Que se passera-t-il quand vous composerez le numéro d’urgence unique ? Verrez-vous arriver sur vous, toutes turbines vrombissantes, un drone qui vous aura géolocalisé avant que vous n’ayez eu le temps de dire ouf, et qui commencera à retransmettre vos constantes médicales à distance, tandis qu’arrivera dans la foulée en quelques minutes un hélico surpuissant en provenance d’une base centrale en plein cœur des Alpes, armé par un corps d’État unique résultant de la fusion des trois entités actuelles et formé dans une seule et même école ?

L’avenir le dira. Mais même si, vu de l’extérieur, le fait d’avoir trois acteurs différents sur la même niche d’activité pose parfois question, ces trois corps, avec chacun ses enjeux politiques et institutionnels, chacun sa culture et son fonctionnement, sont parvenus bon an mal an à trouver un équilibre. Et aujourd’hui, le secours en montagne en France, ça fonctionne.

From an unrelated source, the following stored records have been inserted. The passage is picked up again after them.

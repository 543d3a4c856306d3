use std::collections::BTreeMap;
use std::fmt::{Display, Formatter};
use std::future::Future;
use std::pin::Pin;
use std::sync::Arc;
use std::time::Duration;

use time::format_description::well_known::Rfc2822;
use time::OffsetDateTime;

/// HTTP methods used by provider endpoints.
#[derive(Debug, Clone, Copy, PartialEq, Eq, Hash)]
pub enum HttpMethod {
    Get,
    Post,
}

impl HttpMethod {
    pub const fn as_str(self) -> &'static str {
        match self {
            Self::Get => "GET",
            Self::Post => "POST",
        }
    }
}

impl Display for HttpMethod {
    fn fmt(&self, f: &mut Formatter<'_>) -> std::fmt::Result {
        f.write_str(self.as_str())
    }
}

/// Marketplace key and host header pair applied to outgoing requests.
#[derive(Clone, PartialEq, Eq)]
pub struct HttpAuth {
    key_header: String,
    key: String,
    host_header: String,
    host: String,
}

impl HttpAuth {
    pub fn rapidapi(key: impl Into<String>, host: impl Into<String>) -> Self {
        Self {
            key_header: String::from("x-rapidapi-key"),
            key: key.into(),
            host_header: String::from("x-rapidapi-host"),
            host: host.into(),
        }
    }

    pub fn apply(&self, headers: &mut BTreeMap<String, String>) {
        headers.insert(self.key_header.clone(), self.key.clone());
        headers.insert(self.host_header.clone(), self.host.clone());
    }
}

// Keeps credentials out of debug output and logs.
impl std::fmt::Debug for HttpAuth {
    fn fmt(&self, f: &mut Formatter<'_>) -> std::fmt::Result {
        f.debug_struct("HttpAuth")
            .field("key", &"<redacted>")
            .field("host", &self.host)
            .finish()
    }
}

/// HTTP request envelope used by adapter transport calls.
#[derive(Debug, Clone, PartialEq, Eq)]
pub struct HttpRequest {
    pub method: HttpMethod,
    pub url: String,
    pub headers: BTreeMap<String, String>,
    pub body: Option<String>,
    pub timeout_ms: u64,
}

impl HttpRequest {
    pub fn new(method: HttpMethod, url: impl Into<String>) -> Self {
        Self {
            method,
            url: url.into(),
            headers: BTreeMap::new(),
            body: None,
            timeout_ms: 10_000,
        }
    }

    pub fn get(url: impl Into<String>) -> Self {
        Self::new(HttpMethod::Get, url)
    }

    pub fn post(url: impl Into<String>) -> Self {
        Self::new(HttpMethod::Post, url)
    }

    /// Appends percent-encoded query parameters to the URL.
    pub fn with_query(mut self, params: &[(String, String)]) -> Self {
        if params.is_empty() {
            return self;
        }
        let separator = if self.url.contains('?') { '&' } else { '?' };
        self.url.push(separator);
        self.url.push_str(&encode_pairs(params));
        self
    }

    /// Sets an `application/x-www-form-urlencoded` body.
    pub fn with_form(self, params: &[(String, String)]) -> Self {
        self.with_header("content-type", "application/x-www-form-urlencoded")
            .with_body(encode_pairs(params))
    }

    pub fn with_header(mut self, name: impl Into<String>, value: impl Into<String>) -> Self {
        self.headers
            .insert(name.into().to_ascii_lowercase(), value.into());
        self
    }

    pub fn with_body(mut self, body: impl Into<String>) -> Self {
        self.body = Some(body.into());
        self
    }

    pub fn with_auth(mut self, auth: &HttpAuth) -> Self {
        auth.apply(&mut self.headers);
        self
    }

    pub fn with_timeout_ms(mut self, timeout_ms: u64) -> Self {
        self.timeout_ms = timeout_ms;
        self
    }
}

/// HTTP response envelope returned by an adapter transport.
#[derive(Debug, Clone, PartialEq, Eq)]
pub struct HttpResponse {
    pub status: u16,
    pub headers: BTreeMap<String, String>,
    pub body: String,
}

impl HttpResponse {
    pub fn new(status: u16, body: impl Into<String>) -> Self {
        Self {
            status,
            headers: BTreeMap::new(),
            body: body.into(),
        }
    }

    pub fn ok_json(body: impl Into<String>) -> Self {
        Self::new(200, body)
    }

    pub fn with_header(mut self, name: impl Into<String>, value: impl Into<String>) -> Self {
        self.headers
            .insert(name.into().to_ascii_lowercase(), value.into());
        self
    }

    pub fn header(&self, name: &str) -> Option<&str> {
        self.headers
            .get(&name.to_ascii_lowercase())
            .map(String::as_str)
    }

    pub const fn is_success(&self) -> bool {
        self.status >= 200 && self.status < 300
    }

    /// Parses `Retry-After` as delta-seconds or an HTTP-date.
    pub fn retry_after(&self) -> Option<Duration> {
        parse_retry_after(self.header("retry-after")?, OffsetDateTime::now_utc())
    }
}

/// Transport-level HTTP error.
#[derive(Debug, Clone, PartialEq, Eq)]
pub struct HttpError {
    message: String,
    retryable: bool,
}

impl HttpError {
    pub fn new(message: impl Into<String>) -> Self {
        Self {
            message: message.into(),
            retryable: true,
        }
    }

    pub fn non_retryable(message: impl Into<String>) -> Self {
        Self {
            message: message.into(),
            retryable: false,
        }
    }

    pub fn message(&self) -> &str {
        &self.message
    }

    pub const fn retryable(&self) -> bool {
        self.retryable
    }
}

impl Display for HttpError {
    fn fmt(&self, f: &mut Formatter<'_>) -> std::fmt::Result {
        f.write_str(&self.message)
    }
}

impl std::error::Error for HttpError {}

/// Adapter transport contract.
pub trait HttpClient: Send + Sync {
    fn execute<'a>(
        &'a self,
        request: HttpRequest,
    ) -> Pin<Box<dyn Future<Output = Result<HttpResponse, HttpError>> + Send + 'a>>;
}

/// Production HTTP client backed by reqwest.
#[derive(Debug, Clone)]
pub struct ReqwestHttpClient {
    client: Arc<reqwest::Client>,
}

impl ReqwestHttpClient {
    pub fn new() -> Self {
        Self {
            client: Arc::new(
                reqwest::Client::builder()
                    .user_agent(concat!("brandpulse-gateway/", env!("CARGO_PKG_VERSION")))
                    .build()
                    .unwrap_or_else(|_| reqwest::Client::new()),
            ),
        }
    }

    pub fn with_client(client: reqwest::Client) -> Self {
        Self {
            client: Arc::new(client),
        }
    }
}

impl Default for ReqwestHttpClient {
    fn default() -> Self {
        Self::new()
    }
}

impl HttpClient for ReqwestHttpClient {
    fn execute<'a>(
        &'a self,
        request: HttpRequest,
    ) -> Pin<Box<dyn Future<Output = Result<HttpResponse, HttpError>> + Send + 'a>> {
        Box::pin(async move {
            let mut builder = match request.method {
                HttpMethod::Get => self.client.get(&request.url),
                HttpMethod::Post => self.client.post(&request.url),
            };

            for (name, value) in &request.headers {
                builder = builder.header(name, value);
            }

            builder = builder.timeout(Duration::from_millis(request.timeout_ms));

            if let Some(body) = request.body {
                builder = builder.body(body);
            }

            let response = builder.send().await.map_err(|e| {
                if e.is_timeout() {
                    HttpError::new(format!("request timeout: {e}"))
                } else if e.is_connect() {
                    HttpError::new(format!("connection failed: {e}"))
                } else if e.is_builder() {
                    HttpError::non_retryable(format!("invalid request: {e}"))
                } else {
                    HttpError::new(format!("request failed: {e}"))
                }
            })?;

            let status = response.status().as_u16();
            let headers = response
                .headers()
                .iter()
                .filter_map(|(name, value)| {
                    value
                        .to_str()
                        .ok()
                        .map(|value| (name.as_str().to_ascii_lowercase(), value.to_owned()))
                })
                .collect::<BTreeMap<_, _>>();
            let body = response
                .text()
                .await
                .map_err(|e| HttpError::new(format!("failed to read response body: {e}")))?;

            Ok(HttpResponse {
                status,
                headers,
                body,
            })
        })
    }
}

fn encode_pairs(params: &[(String, String)]) -> String {
    params
        .iter()
        .map(|(name, value)| format!("{}={}", urlencoding::encode(name), urlencoding::encode(value)))
        .collect::<Vec<_>>()
        .join("&")
}

fn parse_retry_after(value: &str, now: OffsetDateTime) -> Option<Duration> {
    let value = value.trim();
    if let Ok(seconds) = value.parse::<u64>() {
        return Some(Duration::from_secs(seconds));
    }

    // HTTP-dates use the obsolete "GMT" zone; normalize it to a numeric offset.
    let normalized = match value.strip_suffix(" GMT") {
        Some(stem) => format!("{stem} +0000"),
        None => value.to_owned(),
    };
    let at = OffsetDateTime::parse(&normalized, &Rfc2822).ok()?;
    let delta = at - now;
    if delta.is_negative() {
        Some(Duration::ZERO)
    } else {
        Some(Duration::from_secs_f64(delta.as_seconds_f64()))
    }
}
use std::fmt::{Display, Formatter};

use serde::de::Error as DeError;
use serde::{Deserialize, Deserializer, Serialize, Serializer};
use time::format_description::well_known::Rfc3339;
use time::{OffsetDateTime, UtcOffset};

use crate::ValidationError;

/// RFC3339 timestamp guaranteed to be UTC.
#[derive(Debug, Clone, Copy, PartialEq, Eq, PartialOrd, Ord, Hash)]
pub struct UtcDateTime(OffsetDateTime);

impl UtcDateTime {
    pub fn now() -> Self {
        Self(OffsetDateTime::now_utc())
    }

    pub fn parse(input: &str) -> Result<Self, ValidationError> {
        let parsed = OffsetDateTime::parse(input, &Rfc3339).map_err(|_| {
            ValidationError::TimestampNotUtc {
                value: input.to_owned(),
            }
        })?;

        Self::from_offset_datetime(parsed).map_err(|_| ValidationError::TimestampNotUtc {
            value: input.to_owned(),
        })
    }

    pub fn from_offset_datetime(value: OffsetDateTime) -> Result<Self, ValidationError> {
        if value.offset() != UtcOffset::UTC {
            return Err(ValidationError::TimestampNotUtc {
                value: value
                    .format(&Rfc3339)
                    .unwrap_or_else(|_| String::from("<unformattable>")),
            });
        }

        Ok(Self(value))
    }

    pub fn from_unix_seconds(seconds: i64) -> Result<Self, ValidationError> {
        OffsetDateTime::from_unix_timestamp(seconds)
            .ok()
            .filter(|value| (0..=9999).contains(&value.year()))
            .map(Self)
            .ok_or(ValidationError::TimestampOutOfRange { value: seconds })
    }

    pub fn unix_seconds(self) -> i64 {
        self.0.unix_timestamp()
    }

    pub fn into_inner(self) -> OffsetDateTime {
        self.0
    }

    pub fn format_rfc3339(self) -> String {
        self.0
            .format(&Rfc3339)
            .expect("UtcDateTime must be RFC3339 formattable")
    }
}

impl Display for UtcDateTime {
    fn fmt(&self, f: &mut Formatter<'_>) -> std::fmt::Result {
        f.write_str(&self.format_rfc3339())
    }
}

impl Serialize for UtcDateTime {
    fn serialize<S>(&self, serializer: S) -> Result<S::Ok, S::Error>
    where
        S: Serializer,
    {
        serializer.serialize_str(&self.format_rfc3339())
    }
}

impl<'de> Deserialize<'de> for UtcDateTime {
    fn deserialize<D>(deserializer: D) -> Result<Self, D::Error>
    where
        D: Deserializer<'de>,
    {
        let value = String::deserialize(deserializer)?;
        Self::parse(&value).map_err(D::Error::custom)
    }
}

#[cfg(test)]
mod tests {
    use super::*;

    #[test]
    fn parses_utc_timestamp() {
        let parsed = UtcDateTime::parse("2024-01-01T00:00:00Z").expect("must parse");
        assert_eq!(parsed.format_rfc3339(), "2024-01-01T00:00:00Z");
    }

    #[test]
    fn converts_unix_seconds() {
        let parsed = UtcDateTime::from_unix_seconds(1_700_000_000).expect("in range");
        assert_eq!(parsed.format_rfc3339(), "2023-11-14T22:13:20Z");
        assert_eq!(parsed.unix_seconds(), 1_700_000_000);

        let err = UtcDateTime::from_unix_seconds(i64::MAX).expect_err("out of range");
        assert!(matches!(err, ValidationError::TimestampOutOfRange { .. }));
    }

    #[test]
    fn rejects_non_utc_timestamp() {
        let err = UtcDateTime::parse("2024-01-01T01:00:00+01:00").expect_err("must fail");
        assert!(matches!(err, ValidationError::TimestampNotUtc { .. }));
    }
}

Alors, une chose à retenir, si vous avez un pépin en montagne et que vous vous résignez à appeler à l’aide, ce que vous appelez, ce sont « les secours en montagne ». Qui que vous soyez, où que vous soyez, quel que soit le jour ou l’heure, vous allez être secouru efficacement, sans que cela ne vous coûte un euro. Et quelle que soit la couleur de leur veste ou de leur machine, ils sont « secouristes en montagne ». 


Article rédigé par Anne Jankeliowitch.